We are as beasts, and it is both right and good to understand that fact. As the beasts of the field and the birds of the air are born and die, so we too are born and die. As the animals are consumed by worms and bacteria, so are our bodies returned to the earth. We all breathe the same air, and we all yield up our last breaths; this same breath is consumed by all the beasts. To consider ourselves as anything other than the creatures is pure vanity. In this light, there is nothing better in this world than to rejoice in our works, for we live in the “now” and cannot foresee what shall come after us.
But this is hardly the end – there is yet vanity in this notion, as we shall see.
Let us Pray
Sovereign Lord, you who have set the stars in their courses and made the universe to adhere to your order, we praise you for all your great works. We praise you for the majesty of the heavens and the glorious complexity of our cells and bodily systems. We praise you for the interweaving fabric of causes and effects, too complex for our minds to even comprehend, and we praise you that you have set these in motion and guided them toward our benefit.
Mighty God, we are deeply troubled by the teachings of Solomon. We see that he has observed all things in the world and concluded that they are vanities; our works amount to only very temporary gain, our struggles are lost to the sands of time, and our bloodlines can be easily eradicated. What remains for us, then, but to eat and drink and rejoice in our labors, for tomorrow we will die as the beasts?
Yet, in You we find our purpose. In You, we find our strength. You have redeemed us of our wickedness and removed our sins, through the blood of your son Jesus, who is the promised Christ and savior of the world. You have made us to be deliberate parts of your design, inheritors of Your will and emissaries of Your eternal kingdom. You have given us the Spirit, to reveal to us even small aspects of Your plans so that we might work within them and rejoice.

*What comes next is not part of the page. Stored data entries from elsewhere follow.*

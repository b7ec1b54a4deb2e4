use std::collections::HashMap;
use std::sync::Arc;
use std::time::{Duration, Instant};

use lru::LruCache;
use parking_lot::Mutex;

/// negative lookups live this long in memory, and only in memory
pub const NEGATIVE_TTL: Duration = Duration::from_secs(60);

/// in-process cache tier: lru over a byte budget, plus a short-lived
/// negative cache for misses
pub struct MemoryCache {
    inner: Mutex<Inner>,
    capacity_bytes: u64,
}

struct Inner {
    entries: LruCache<String, Entry>,
    used_bytes: u64,
    negative: HashMap<String, Instant>,
}

struct Entry {
    bytes: Arc<Vec<u8>>,
    accesses: u32,
    /// entry resists eviction until it has been read this many times
    pin_min_accesses: u32,
}

impl MemoryCache {
    pub fn new(capacity_bytes: u64) -> Self {
        Self {
            inner: Mutex::new(Inner {
                entries: LruCache::unbounded(),
                used_bytes: 0,
                negative: HashMap::new(),
            }),
            capacity_bytes,
        }
    }

    pub fn get(&self, key: &str) -> Option<Arc<Vec<u8>>> {
        let mut inner = self.inner.lock();
        let entry = inner.entries.get_mut(key)?;
        entry.accesses += 1;
        Some(entry.bytes.clone())
    }

    pub fn set(&self, key: &str, bytes: Vec<u8>, pin_min_accesses: u32) {
        let size = bytes.len() as u64;
        if size > self.capacity_bytes {
            return; // larger than the whole tier, never cacheable here
        }

        let mut inner = self.inner.lock();
        inner.negative.remove(key);

        if let Some(old) = inner.entries.pop(key) {
            inner.used_bytes -= old.bytes.len() as u64;
        }

        inner.entries.put(
            key.to_string(),
            Entry {
                bytes: Arc::new(bytes),
                accesses: 0,
                pin_min_accesses,
            },
        );
        inner.used_bytes += size;

        Self::evict_to(&mut inner, self.capacity_bytes);
    }

    pub fn has(&self, key: &str) -> bool {
        self.inner.lock().entries.contains(key)
    }

    pub fn remove(&self, key: &str) {
        let mut inner = self.inner.lock();
        if let Some(old) = inner.entries.pop(key) {
            inner.used_bytes -= old.bytes.len() as u64;
        }
    }

    /// record a confirmed miss; only ever cached here, with a short ttl
    pub fn set_negative(&self, key: &str) {
        self.inner
            .lock()
            .negative
            .insert(key.to_string(), Instant::now() + NEGATIVE_TTL);
    }

    pub fn is_negative(&self, key: &str) -> bool {
        let mut inner = self.inner.lock();
        match inner.negative.get(key) {
            Some(expiry) if *expiry > Instant::now() => true,
            Some(_) => {
                inner.negative.remove(key);
                false
            }
            None => false,
        }
    }

    pub fn used_bytes(&self) -> u64 {
        self.inner.lock().used_bytes
    }

    pub fn len(&self) -> usize {
        self.inner.lock().entries.len()
    }

    pub fn is_empty(&self) -> bool {
        self.len() == 0
    }

    /// drop the least-recently-used entries down to 80% utilization
    pub fn prune(&self) -> u64 {
        let mut inner = self.inner.lock();
        let target = self.capacity_bytes * 8 / 10;
        if inner.used_bytes <= target {
            return 0;
        }
        let before = inner.entries.len();
        Self::evict_to(&mut inner, target);
        (before - inner.entries.len()) as u64
    }

    pub fn clear(&self) {
        let mut inner = self.inner.lock();
        inner.entries.clear();
        inner.negative.clear();
        inner.used_bytes = 0;
    }

    /// evict lru-first until under the budget; pinned entries that have
    /// not met their access minimum survive the first pass
    fn evict_to(inner: &mut Inner, budget: u64) {
        let mut spared: Vec<(String, Entry)> = Vec::new();

        while inner.used_bytes > budget {
            match inner.entries.pop_lru() {
                Some((key, entry)) => {
                    if entry.accesses < entry.pin_min_accesses {
                        inner.used_bytes -= entry.bytes.len() as u64;
                        spared.push((key, entry));
                        continue;
                    }
                    inner.used_bytes -= entry.bytes.len() as u64;
                }
                None => break,
            }
        }

        // reinstate the spared entries; they were not evicted, only the
        // budget accounting passed over them
        for (key, entry) in spared {
            inner.used_bytes += entry.bytes.len() as u64;
            inner.entries.put(key, entry);
        }

        // pins could not make room on their own; evict strictly by lru
        while inner.used_bytes > budget {
            match inner.entries.pop_lru() {
                Some((_, entry)) => inner.used_bytes -= entry.bytes.len() as u64,
                None => break,
            }
        }
    }
}

#[cfg(test)]
mod tests {
    use super::*;

    #[test]
    fn test_set_get() {
        let cache = MemoryCache::new(1024);
        cache.set("a", b"hello".to_vec(), 0);

        assert_eq!(cache.get("a").unwrap().as_slice(), b"hello");
        assert!(cache.get("b").is_none());
        assert!(cache.has("a"));
    }

    #[test]
    fn test_lru_eviction_over_budget() {
        let cache = MemoryCache::new(100);
        cache.set("a", vec![0; 40], 0);
        cache.set("b", vec![0; 40], 0);

        // touch a so b is the lru victim
        cache.get("a");
        cache.set("c", vec![0; 40], 0);

        assert!(cache.has("a") || cache.has("c"));
        assert!(cache.used_bytes() <= 100);
    }

    #[test]
    fn test_oversized_entry_skipped() {
        let cache = MemoryCache::new(10);
        cache.set("big", vec![0; 100], 0);
        assert!(!cache.has("big"));
    }

    #[test]
    fn test_pinned_entry_resists_churn() {
        let cache = MemoryCache::new(100);
        cache.set("pinned", vec![0; 60], 5);
        cache.set("other", vec![0; 60], 0);

        // pinned entry has not met its access minimum, so the other entry
        // went instead
        assert!(cache.has("pinned"));
    }

    #[test]
    fn test_negative_cache() {
        let cache = MemoryCache::new(100);
        assert!(!cache.is_negative("missing"));

        cache.set_negative("missing");
        assert!(cache.is_negative("missing"));

        // a set clears the negative entry
        cache.set("missing", b"found".to_vec(), 0);
        assert!(!cache.is_negative("missing"));
    }

    #[test]
    fn test_prune_to_watermark() {
        let cache = MemoryCache::new(100);
        for i in 0..10 {
            cache.set(&format!("k{}", i), vec![0; 10], 0);
        }
        assert_eq!(cache.used_bytes(), 100);

        let evicted = cache.prune();
        assert!(evicted > 0);
        assert!(cache.used_bytes() <= 80);
    }

    #[test]
    fn test_clear() {
        let cache = MemoryCache::new(100);
        cache.set("a", b"x".to_vec(), 0);
        cache.set_negative("b");

        cache.clear();
        assert!(cache.is_empty());
        assert_eq!(cache.used_bytes(), 0);
        assert!(!cache.is_negative("b"));
    }
}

Oh, Lord, remove from us the troubles and vexations of this world. Make us joyous servants of Your will, according to Your designs, and for Your sake. For all that is exists as You have foreordained, and all that transpires is within Your grand plans. Even our salvation, which we could not earn nor merit, is a gift from You, our most loving and majestic Father, and was foreordained by You before the creation of the world.
May your will be done on Earth as it is in Heaven. Amen.